Construction comes with a blizzard of unforeseen problems, but St. John’s Medical Center has avoided at least one flurry it didn’t see coming.
At the hospital’s board of trustees meeting in late October, St. John’s CEO Dr. Paul Beaupre announced that Sage Living construction had eliminated the hospital’s on-campus space to store snow removed from its parking lots.
Usually, whatever snow could be put in the northwest corner was piled to the side of the parking lot, but with a huge blue fence surrounding that area, St. John’s was facing an expensive endeavor to truck the snow off-site.
“We’re looking at a delta of about $200,000,” Beaupre told the board, an increase from $450,000 a winter to $650,000.
Since then, Beaupre said, the hospital entered into an agreement with a private landowner, who wishes to remain anonymous, Beaupre said. He called the arrangement “a salvation for us,” to dump snow on their just-outside-town land.
The change should save St. John’s about $150,000, meaning snow removal will be just $50,000 more expensive this winter.
In October, Beaupre told the board he hoped to be able to use the Teton County fairgrounds parking lot, which he understood to be for governmental entities. Though St. John’s is a nonprofit institution, it collects tax money through a mill levy and has a publicly elected board of trustees, making it a semigovernmental entity.
Using the fairgrounds would have reduced the hospital’s bill because it wouldn’t have to truck snow outside town limits, but Beaupre said the town nixed the proposal.
Street Manager Sam Jewison, who oversees snow removal in town, said that besides an informal conversation with the contractor that removes the hospital’s snow, he didn’t receive a request to use the parking lot, though he wouldn’t have supported a new entity joining the mix.
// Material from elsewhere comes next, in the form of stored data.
use std::str::FromStr;

use serde::{Deserialize, Serialize};

/// Withdrawal rate above which a year is flagged as unsustainable (the 4% rule).
pub const SAFE_WITHDRAWAL_RATE_PERCENT: f64 = 4.0;

/// Year offsets (0-based) shown in the income preview: years 1, 2, 5 and 10.
pub const PREVIEW_YEAR_OFFSETS: [u32; 4] = [0, 1, 4, 9];

pub const DEFAULT_PROJECTION_YEARS: u32 = 30;

#[derive(Debug, Clone, Copy, PartialEq, Serialize, Deserialize)]
#[serde(rename_all = "camelCase")]
pub struct FinancialParams {
    pub inflation_rate_percent: f64,
    pub initial_balance: f64,
    pub desired_monthly_income: f64,
    pub social_security: f64,
    pub cola_adjustment: f64,
    pub investment_return: f64,
}

impl Default for FinancialParams {
    fn default() -> Self {
        Self {
            inflation_rate_percent: 2.4,
            initial_balance: 100_000.0,
            desired_monthly_income: 3_000.0,
            social_security: 3_627.0,
            cola_adjustment: 2.3,
            investment_return: 8.0,
        }
    }
}

#[derive(Copy, Clone, Debug, Eq, PartialEq, Hash)]
pub enum FinancialParam {
    InflationRatePercent,
    InitialBalance,
    DesiredMonthlyIncome,
    SocialSecurity,
    ColaAdjustment,
    InvestmentReturn,
}

impl FinancialParam {
    pub const ALL: [FinancialParam; 6] = [
        FinancialParam::InflationRatePercent,
        FinancialParam::InitialBalance,
        FinancialParam::DesiredMonthlyIncome,
        FinancialParam::SocialSecurity,
        FinancialParam::ColaAdjustment,
        FinancialParam::InvestmentReturn,
    ];

    pub fn name(self) -> &'static str {
        match self {
            FinancialParam::InflationRatePercent => "inflationRatePercent",
            FinancialParam::InitialBalance => "initialBalance",
            FinancialParam::DesiredMonthlyIncome => "desiredMonthlyIncome",
            FinancialParam::SocialSecurity => "socialSecurity",
            FinancialParam::ColaAdjustment => "colaAdjustment",
            FinancialParam::InvestmentReturn => "investmentReturn",
        }
    }

    pub fn get(self, params: &FinancialParams) -> f64 {
        match self {
            FinancialParam::InflationRatePercent => params.inflation_rate_percent,
            FinancialParam::InitialBalance => params.initial_balance,
            FinancialParam::DesiredMonthlyIncome => params.desired_monthly_income,
            FinancialParam::SocialSecurity => params.social_security,
            FinancialParam::ColaAdjustment => params.cola_adjustment,
            FinancialParam::InvestmentReturn => params.investment_return,
        }
    }
}

impl FromStr for FinancialParam {
    type Err = String;

    fn from_str(s: &str) -> Result<Self, Self::Err> {
        match s {
            "inflationRatePercent" | "inflation-rate-percent" | "inflation" => {
                Ok(FinancialParam::InflationRatePercent)
            }
            "initialBalance" | "initial-balance" => Ok(FinancialParam::InitialBalance),
            "desiredMonthlyIncome" | "desired-monthly-income" => {
                Ok(FinancialParam::DesiredMonthlyIncome)
            }
            "socialSecurity" | "social-security" => Ok(FinancialParam::SocialSecurity),
            "colaAdjustment" | "cola-adjustment" | "cola" => Ok(FinancialParam::ColaAdjustment),
            "investmentReturn" | "investment-return" => Ok(FinancialParam::InvestmentReturn),
            other => Err(format!("unknown financial parameter '{other}'")),
        }
    }
}

#[derive(Debug, Clone, PartialEq, Serialize)]
#[serde(rename_all = "camelCase")]
pub struct ScenarioRow {
    pub year: i32,
    pub ss_monthly: f64,
    #[serde(rename = "requiredFrom401kMonthly")]
    pub required_from_401k_monthly: f64,
    pub total_monthly_income: f64,
    pub starting_balance: f64,
    pub yearly_return: f64,
    pub ending_balance: f64,
    pub withdrawal_rate: String,
}

impl ScenarioRow {
    /// Parsed withdrawal rate; `Infinity`/`NaN` renderings parse to their f64 values.
    pub fn withdrawal_rate_value(&self) -> f64 {
        match self.withdrawal_rate.as_str() {
            "Infinity" => f64::INFINITY,
            "-Infinity" => f64::NEG_INFINITY,
            other => other.parse().unwrap_or(f64::NAN),
        }
    }

    pub fn exceeds_safe_withdrawal_rate(&self) -> bool {
        self.withdrawal_rate_value() > SAFE_WITHDRAWAL_RATE_PERCENT
    }
}

#[derive(Debug, Clone, Copy, PartialEq, Serialize)]
pub struct ChartPoint {
    pub year: i32,
    #[serde(rename = "Balance")]
    pub balance: f64,
}

#[derive(Debug, Clone, PartialEq, Serialize)]
#[serde(tag = "status", rename_all = "camelCase")]
pub enum IncomePreview {
    Funded {
        #[serde(rename = "yearNumber")]
        year_number: u32,
        row: ScenarioRow,
    },
    Depleted {
        #[serde(rename = "yearNumber")]
        year_number: u32,
        year: i32,
    },
}

impl IncomePreview {
    /// 1-based year number as shown to the user.
    pub fn year_number(&self) -> u32 {
        match self {
            IncomePreview::Funded { year_number, .. } | IncomePreview::Depleted { year_number, .. } => {
                *year_number
            }
        }
    }
}
use serde::Serialize;

pub type Score = f64;

#[derive(Debug, Clone, Copy, PartialEq, Eq)]
pub enum RatingValue {
    Rated(u32),
    NotApplicable,
}

#[derive(Debug, Clone, Copy, PartialEq, Eq, Serialize)]
#[serde(rename_all = "snake_case")]
pub enum CategoryStatus {
    Rated,
    NotApplicable,
    Degenerate,
}

#[derive(Debug, Clone, Serialize)]
pub struct CategoryScore {
    pub name: String,
    pub max_score: u32,
    pub rating: Option<u32>,
    pub status: CategoryStatus,
    pub normalized: Option<Score>,
    pub multiplier: Score,
    /// Zero unless the category was rated.
    pub effective_weight: Score,
}

#[derive(Debug, Clone, Serialize)]
pub struct ScoreResult {
    pub final_score: Score,
    pub total_weight: Score,
    pub categories: Vec<CategoryScore>,
}

impl ScoreResult {
    pub fn skipped_degenerate(&self) -> usize {
        self.categories
            .iter()
            .filter(|category| category.status == CategoryStatus::Degenerate)
            .count()
    }
}
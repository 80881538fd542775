pub mod builtin;
pub mod catalog;
pub mod config;
pub mod rating;
pub mod report;
pub mod scoring;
“We permit snow from the library and the post office and government parking lots,” he said. “If we let one extra person dump there, where do we draw the line?”
Beaupre recognizes with What the Sam Hill — a colloquial name for the fairground’s snow pile — already sticking around until May, adding more snow to the mound isn’t really an option.
“They’re really basically already at capacity,” Beaupre said. “When you drive by that mountain of snow, it’s not the prettiest thing to look at.”
To save money the hospital also entered into an arrangement with the National Elk Refuge, its neighbor to the north. With an expanse of open land that’s downright enviable in Jackson, the Refuge has ample room for extra snow. Beaupre approached officials to ask if the hospital could send some of its excess powder over the fence onto the federal preserve.
He told the board he got the idea from something he heard: Jackson Hole Airport pushes snow from its property onto contiguous Grand Teton National Park land.
“We do blow snow onto the park, with their approval,” Airport Director Jim Elwood said. “We’re committed to keep it as clean of debris as we can make it, and we walk the property line in the spring and clean it.”
Beaupre hoped Refuge officials would be just as cooperative, and he found support in Acting Manager Cris Dippel. They came to agreement that once the hospital is at capacity for where it can store snow, it can shoot snow over the fence.
It can’t use salt in its parking lots, and it has to make sure the elk are back from the fence before blowing any snow. But as for how far the elk have to be from the fence — 100 yards, 200 yards — that’s a bit loose.
“It’s more of a handshake agreement,” Dippel said.